2026-06-10 カリフォルニア大学サンディエゴ校(UCSD)
<関連情報>
- https://today.ucsd.edu/story/what-powered-the-earths-earliest-life
- https://www.pnas.org/doi/10.1073/pnas.2520997123
GTP代謝回転率が増加したGTP合成酵素リボザイム A GTP synthase ribozyme with increased GTP turnover
Xu Han, Zoe J. Pepper, Joshua T. Arriola, and Ulrich F. Müller
Proceedings of the National Academy of Sciences Published:June 9, 2026
DOI:https://doi.org/10.1073/pnas.2520997123
Significance
An early stage of life must have used catalytic RNAs (ribozymes) to self-replicate in a prebiotic environment. Self-replication would have required RNA polymerization from chemically activated nucleotides, which exist in today’s biology as nucleoside 5′-triphosphates (NTPs). We previously developed a ribozyme that is able to synthesize guanosine 5′-triphosphate (GTP) by metabolic coupling between two ribozymes in emulsion droplets. Here, we improved the GTP turnover of this ribozyme by selection in emulsion from a library of ribozyme variants. The resulting ribozyme had a GTP turnover of about 13, and a coupled reaction with an RNA polymerase ribozyme led to the incorporation of five guanosines into an RNA polymer. This represents an important step toward recapitulating an early RNA-dominated stage of life in the lab.
Abstract
Before the invention of encoded protein translation, early stages of life likely relied on catalytic RNAs (ribozymes). To test how such a system could have functioned, researchers have developed ribozymes that could have provided central functions. The central function of self-replication would have required templated RNA polymerization of nucleotides, which is energetically driven in today’s life forms by the use of nucleoside 5′-triphosphates (NTPs). We previously showed that ribozymes can catalyze the formation of guanosine 5′-triphosphate (GTP) from guanosine and the prebiotically plausible polyphosphorylation reagent cyclic trimetaphosphate (cTmp) by generating a guanosine triphosphorylation ribozyme (GTR) using an in vitro selection in emulsion. This ribozyme (GTR1) had a catalytic rate enhancement of about 18,000-fold but a turnover of only about 1.7. Here, we improved this ribozyme by emulsion selection from a doped library of GTR1 that was metabolically coupled to a polymerase ribozyme.
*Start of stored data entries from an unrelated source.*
// ABOUTME: Typed decoder for weekly meal plan JSON blobs before they are persisted
// ABOUTME: Rejects unknown or missing keys, non-string items and blank entries on first mismatch
//
// SPDX-License-Identifier: MIT OR Apache-2.0
// Copyright (c) 2025 Pierre Fitness Intelligence

use academy_core::errors::{AppError, AppResult};
use academy_core::models::{MealCategory, WeeklyMealPlan};
use serde_json::json;
use tracing::debug;

/// Decode and validate a weekly meal plan
///
/// # Errors
///
/// Returns an `InvalidFormat` error when the value is not exactly seven days
/// of four meal categories holding string arrays, or when an item is blank.
/// The error details carry the `path` of the first mismatch, such as
/// `tuesday.lunch[1]`, or `.` when the top-level object is at fault.
pub fn parse_meal_plan(value: &serde_json::Value) -> AppResult<WeeklyMealPlan> {
    let plan: WeeklyMealPlan = serde_path_to_error::deserialize(value).map_err(|e| {
        let path = e.path().to_string();
        let message = if path == "." {
            format!("Invalid meal plan structure: {}", e.inner())
        } else {
            format!("Invalid meal plan structure at {path}: {}", e.inner())
        };
        AppError::invalid_format(message).with_details(json!({ "path": path }))
    })?;

    for (day, meals) in plan.days() {
        for category in MealCategory::ALL {
            if let Some(index) = meals
                .items(category)
                .iter()
                .position(|item| item.trim().is_empty())
            {
                let path = format!("{}.{}[{index}]", day.as_str(), category.as_str());
                return Err(
                    AppError::invalid_format(format!("Blank meal plan item at {path}"))
                        .with_details(json!({ "path": path })),
                );
            }
        }
    }

    debug!(items = plan.total_items(), "Decoded weekly meal plan");
    Ok(plan)
}

/// Decode and validate a weekly meal plan from JSON text
///
/// # Errors
///
/// Returns a `SerializationError` for malformed JSON, otherwise the same
/// errors as [`parse_meal_plan`].
pub fn parse_meal_plan_str(json: &str) -> AppResult<WeeklyMealPlan> {
    let value: serde_json::Value = serde_json::from_str(json)?;
    parse_meal_plan(&value)
}
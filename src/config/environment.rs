// ABOUTME: Environment-based configuration for the academy analytics binaries
// ABOUTME: Reads ACADEMY_* variables, validates them and logs the effective values
//
// SPDX-License-Identifier: MIT OR Apache-2.0
// Copyright (c) 2025 Pierre Fitness Intelligence

use std::env;

use academy_core::constants::defaults::DISTRIBUTION_BIN_COUNT;
use academy_core::errors::{AppError, AppResult};
use academy_intelligence::config::{AnalyticsConfig, BenchmarkSource};
use tracing::info;

use crate::logging::LoggingConfig;

/// Environment variable holding the histogram bin count
pub const DISTRIBUTION_BINS_VAR: &str = "ACADEMY_DISTRIBUTION_BINS";

/// Environment variable selecting the rating benchmark source
pub const RATING_SOURCE_VAR: &str = "ACADEMY_RATING_SOURCE";

/// Complete runtime configuration
#[derive(Debug, Clone, Default)]
pub struct AcademyConfig {
    /// Analytics engine settings
    pub analytics: AnalyticsConfig,
    /// Logging settings
    pub logging: LoggingConfig,
}

impl AcademyConfig {
    /// Load configuration from environment variables
    ///
    /// # Errors
    ///
    /// Returns a `ConfigInvalid` error if a variable cannot be parsed or is out of range
    pub fn from_env() -> AppResult<Self> {
        let distribution_bin_count = match env::var(DISTRIBUTION_BINS_VAR) {
            Ok(raw) => raw.trim().parse::<usize>().map_err(|e| {
                AppError::config(format!("Invalid {DISTRIBUTION_BINS_VAR} value '{raw}': {e}"))
            })?,
            Err(_) => DISTRIBUTION_BIN_COUNT,
        };

        let benchmark_source = match env::var(RATING_SOURCE_VAR) {
            Ok(raw) => raw
                .parse::<BenchmarkSource>()
                .map_err(|e| AppError::config(format!("Invalid {RATING_SOURCE_VAR}: {e}")))?,
            Err(_) => BenchmarkSource::default(),
        };

        let config = Self {
            analytics: AnalyticsConfig {
                distribution_bin_count,
                benchmark_source,
            },
            logging: LoggingConfig::from_env(),
        };
        config.validate()?;
        Ok(config)
    }

    /// Override the bin count (e.g. from a `--bins` flag)
    #[must_use]
    pub fn with_distribution_bins(mut self, bins: usize) -> Self {
        self.analytics.distribution_bin_count = bins;
        self
    }

    /// Override the benchmark source
    #[must_use]
    pub fn with_benchmark_source(mut self, source: BenchmarkSource) -> Self {
        self.analytics.benchmark_source = source;
        self
    }

    /// Validate every section
    ///
    /// # Errors
    ///
    /// Returns a `ConfigInvalid` error describing the first invalid value
    pub fn validate(&self) -> AppResult<()> {
        self.analytics
            .validate()
            .map_err(|e| AppError::config(e.to_string()))
    }

    /// Log the effective configuration
    pub fn log_summary(&self) {
        info!(
            distribution_bins = self.analytics.distribution_bin_count,
            benchmark_source = %self.analytics.benchmark_source,
            log_level = %self.logging.level,
            "Effective analytics configuration"
        );
    }
}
High-throughput sequencing and biochemical analysis identified the most efficient variant of GTR1 with 19 mutations, which increased the GTP turnover number to ~13. Biochemical analysis of this GTR1e revealed biphasic reaction kinetics with an apparent overall KMAPP around 11 mM for cTmp. When coupled to an RNA polymerase ribozyme, up to five guanosines were incorporated into an RNA polymer, which represents an important step toward modeling an RNA-based life form in the lab.